Type 2 diabetes is one of the most widespread illnesses in the world. Signs and symptoms associated with this disease include hunger, blurred vision, fatigue, and frequent elimination (“Early symptoms of diabetes,” 2017). Type 2 diabetes is diagnosed by glucose-measuring tests, the most common of them being the glycated hemoglobin (A1C) test (American Diabetes Association, 2015). With the help of these methods, the blood sugar is measured. If the level of blood sugar is too high, it is the indicator of diabetes. The notable information from health history that helps to identify whether the person has a predisposition to diabetes includes the prevalence of the illness in the family. Physical assessment findings associated with diabetes are the poor results of eye system analysis and a high BMI. The adult participant’s risk for type 2 diabetes was established based on the family genetic history and the information gathered in the Milestone 1 Assignment. In particular, there are three cases of the disease in the family: the patient’s paternal grandfather, her father’s sister, and her maternal grandmother had all been diagnosed with diabetes.

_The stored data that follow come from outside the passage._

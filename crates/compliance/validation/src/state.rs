use std::collections::{HashMap, HashSet};
use std::sync::Arc;

use tracing::debug;

use crate::error::FieldError;
use crate::field::{FieldValue, FormField, FormValues};
use crate::schema::{FormSchema, ValidationReport};

/// Mutable state of one form instance.
///
/// Tracks current values, which fields have been touched, and the last
/// computed error per field. An error may be computed before the field is
/// touched but is only surfaced through [`FormState::visible_error`] once it
/// has been.
#[derive(Debug, Clone)]
pub struct FormState<F: FormField> {
    schema: Arc<FormSchema<F>>,
    initial: FormValues<F>,
    values: FormValues<F>,
    touched: HashSet<F>,
    errors: HashMap<F, FieldError>,
    live_validation: bool,
}

impl<F: FormField> FormState<F> {
    pub fn new(schema: Arc<FormSchema<F>>) -> Self {
        Self::with_values(schema, FormValues::new())
    }

    /// Start from caller-supplied initial values. [`FormState::reset`]
    /// returns to these.
    pub fn with_values(schema: Arc<FormSchema<F>>, initial: FormValues<F>) -> Self {
        Self {
            schema,
            values: initial.clone(),
            initial,
            touched: HashSet::new(),
            errors: HashMap::new(),
            live_validation: true,
        }
    }

    /// When off, edits and blurs do not compute errors for the edited field;
    /// errors surface only through [`FormState::validate_all`]. Dependents are
    /// still kept current.
    pub fn set_live_validation(&mut self, enabled: bool) {
        self.live_validation = enabled;
    }

    pub fn schema(&self) -> &Arc<FormSchema<F>> {
        &self.schema
    }

    pub fn values(&self) -> &FormValues<F> {
        &self.values
    }

    pub fn value(&self, field: F) -> Option<&FieldValue> {
        self.values.get(field)
    }

    pub fn is_touched(&self, field: F) -> bool {
        self.touched.contains(&field)
    }

    /// Last computed error, whether or not the field is touched.
    pub fn error(&self, field: F) -> Option<&FieldError> {
        self.errors.get(&field)
    }

    /// Error to display: only for touched fields.
    pub fn visible_error(&self, field: F) -> Option<&FieldError> {
        if self.is_touched(field) {
            self.errors.get(&field)
        } else {
            None
        }
    }

    /// Record an edit.
    ///
    /// Re-validates the field itself when touched, then every touched field
    /// whose rule reads this one, using the new value.
    pub fn set_value(&mut self, field: F, value: impl Into<FieldValue>) {
        self.values.set(field, value);

        if self.live_validation && self.is_touched(field) {
            self.revalidate(field);
        }

        let schema = Arc::clone(&self.schema);
        for dependent in schema.dependents(field) {
            if self.is_touched(*dependent) {
                debug!(
                    field = field.name(),
                    dependent = dependent.name(),
                    "Re-validating dependent field"
                );
                self.revalidate(*dependent);
            }
        }
    }

    /// Record that a field lost focus.
    pub fn blur(&mut self, field: F) {
        self.touched.insert(field);
        if self.live_validation {
            self.revalidate(field);
        }
    }

    /// Validate every field, replace the error map, and touch every field.
    pub fn validate_all(&mut self) -> ValidationReport<F> {
        let report = self.schema.validate_all(&self.values);
        self.errors = report.iter().map(|(f, err)| (f, err.clone())).collect();
        self.touched.extend(self.schema.fields());
        debug!(errors = report.len(), "Validated full form");
        report
    }

    /// Whether the current snapshot passes every rule. Pure: touches nothing.
    pub fn is_valid(&self) -> bool {
        self.schema.validate_all(&self.values).is_valid()
    }

    /// Discard values, touched flags and errors.
    pub fn reset(&mut self) {
        self.values = self.initial.clone();
        self.touched.clear();
        self.errors.clear();
    }

    fn revalidate(&mut self, field: F) {
        match self.schema.validate_field(field, &self.values) {
            Some(err) => {
                self.errors.insert(field, err);
            }
            None => {
                self.errors.remove(&field);
            }
        }
    }
}

#[cfg(test)]
mod tests {
    use super::*;
    use crate::fixtures::{signup_schema, Signup};

    fn state() -> FormState<Signup> {
        FormState::new(Arc::new(signup_schema()))
    }

    #[test]
    fn errors_hidden_until_touched() {
        let mut form = state();
        form.set_value(Signup::Email, "not-an-email");
        assert!(form.visible_error(Signup::Email).is_none());

        form.blur(Signup::Email);
        assert_eq!(
            form.visible_error(Signup::Email).unwrap().to_string(),
            "Please enter a valid email address"
        );

        form.set_value(Signup::Email, "ada@example.com");
        assert!(form.visible_error(Signup::Email).is_none());
    }

    #[test]
    fn password_change_invalidates_touched_confirmation() {
        let mut form = state();
        form.set_value(Signup::Password, "Abc12345!");
        form.blur(Signup::Password);
        form.set_value(Signup::Confirm, "Abc12345!");
        form.blur(Signup::Confirm);
        assert!(form.visible_error(Signup::Confirm).is_none());

        form.set_value(Signup::Password, "Abc12345!!");
        assert_eq!(
            form.visible_error(Signup::Confirm).unwrap().to_string(),
            "Passwords do not match"
        );

        form.set_value(Signup::Password, "Abc12345!");
        assert!(form.visible_error(Signup::Confirm).is_none());
    }

    #[test]
    fn untouched_dependent_is_not_revalidated() {
        let mut form = state();
        form.set_value(Signup::Confirm, "Abc12345!");
        form.set_value(Signup::Password, "different1!A");
        assert!(form.error(Signup::Confirm).is_none());
    }

    #[test]
    fn validate_all_touches_every_field() {
        let mut form = state();
        let report = form.validate_all();
        assert_eq!(report.len(), 4);
        for field in Signup::ALL {
            assert!(form.is_touched(*field));
            assert!(form.visible_error(*field).is_some());
        }
    }

    #[test]
    fn validate_all_clears_fixed_errors() {
        let mut form = state();
        form.validate_all();
        form.set_value(Signup::Email, "ada@example.com");
        form.set_value(Signup::Password, "Abc12345!");
        form.set_value(Signup::Confirm, "Abc12345!");
        form.set_value(Signup::Consent, true);
        let report = form.validate_all();
        assert!(report.is_valid());
        assert!(Signup::ALL.iter().all(|f| form.error(*f).is_none()));
    }

    #[test]
    fn live_validation_off_defers_errors_to_submit() {
        let mut form = state();
        form.set_live_validation(false);
        form.set_value(Signup::Email, "bad");
        form.blur(Signup::Email);
        assert!(form.visible_error(Signup::Email).is_none());

        form.validate_all();
        assert!(form.visible_error(Signup::Email).is_some());
    }

    #[test]
    fn reset_restores_initial_values() {
        let initial = FormValues::new().with(Signup::Email, "ada@example.com");
        let mut form = FormState::with_values(Arc::new(signup_schema()), initial);
        form.set_value(Signup::Email, "other@example.com");
        form.validate_all();

        form.reset();
        assert_eq!(form.values().text(Signup::Email), "ada@example.com");
        assert!(!form.is_touched(Signup::Email));
        assert!(form.error(Signup::Password).is_none());
    }

    #[test]
    fn is_valid_does_not_touch() {
        let form = state();
        assert!(!form.is_valid());
        assert!(!form.is_touched(Signup::Email));
    }
}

Evidence-Based Intervention

Out of a variety of evidence-based interventions related to the modifiable risk factor, the weight-loss approach seems the most reasonable. Besides its practicality, the method is especially suitable for the adult participant since she is young, and young people enjoy using technological devices and programs. With this in view, a weight-loss mobile application described in the study by Pagoto, Schneider, Jojic, DeBiasse, and Mann (2013) is suggested for the patient. Pagoto et al. (2013) consider the following aspects to the be essential in such an intervention:

  • the potential to change the patient’s behavior;
  • the possibility for the person to be reminded about food intake records;
  • the option of letting the person know how many calories are in the products one is consuming;
  • the reminder about physical exercises in addition to the healthy diet.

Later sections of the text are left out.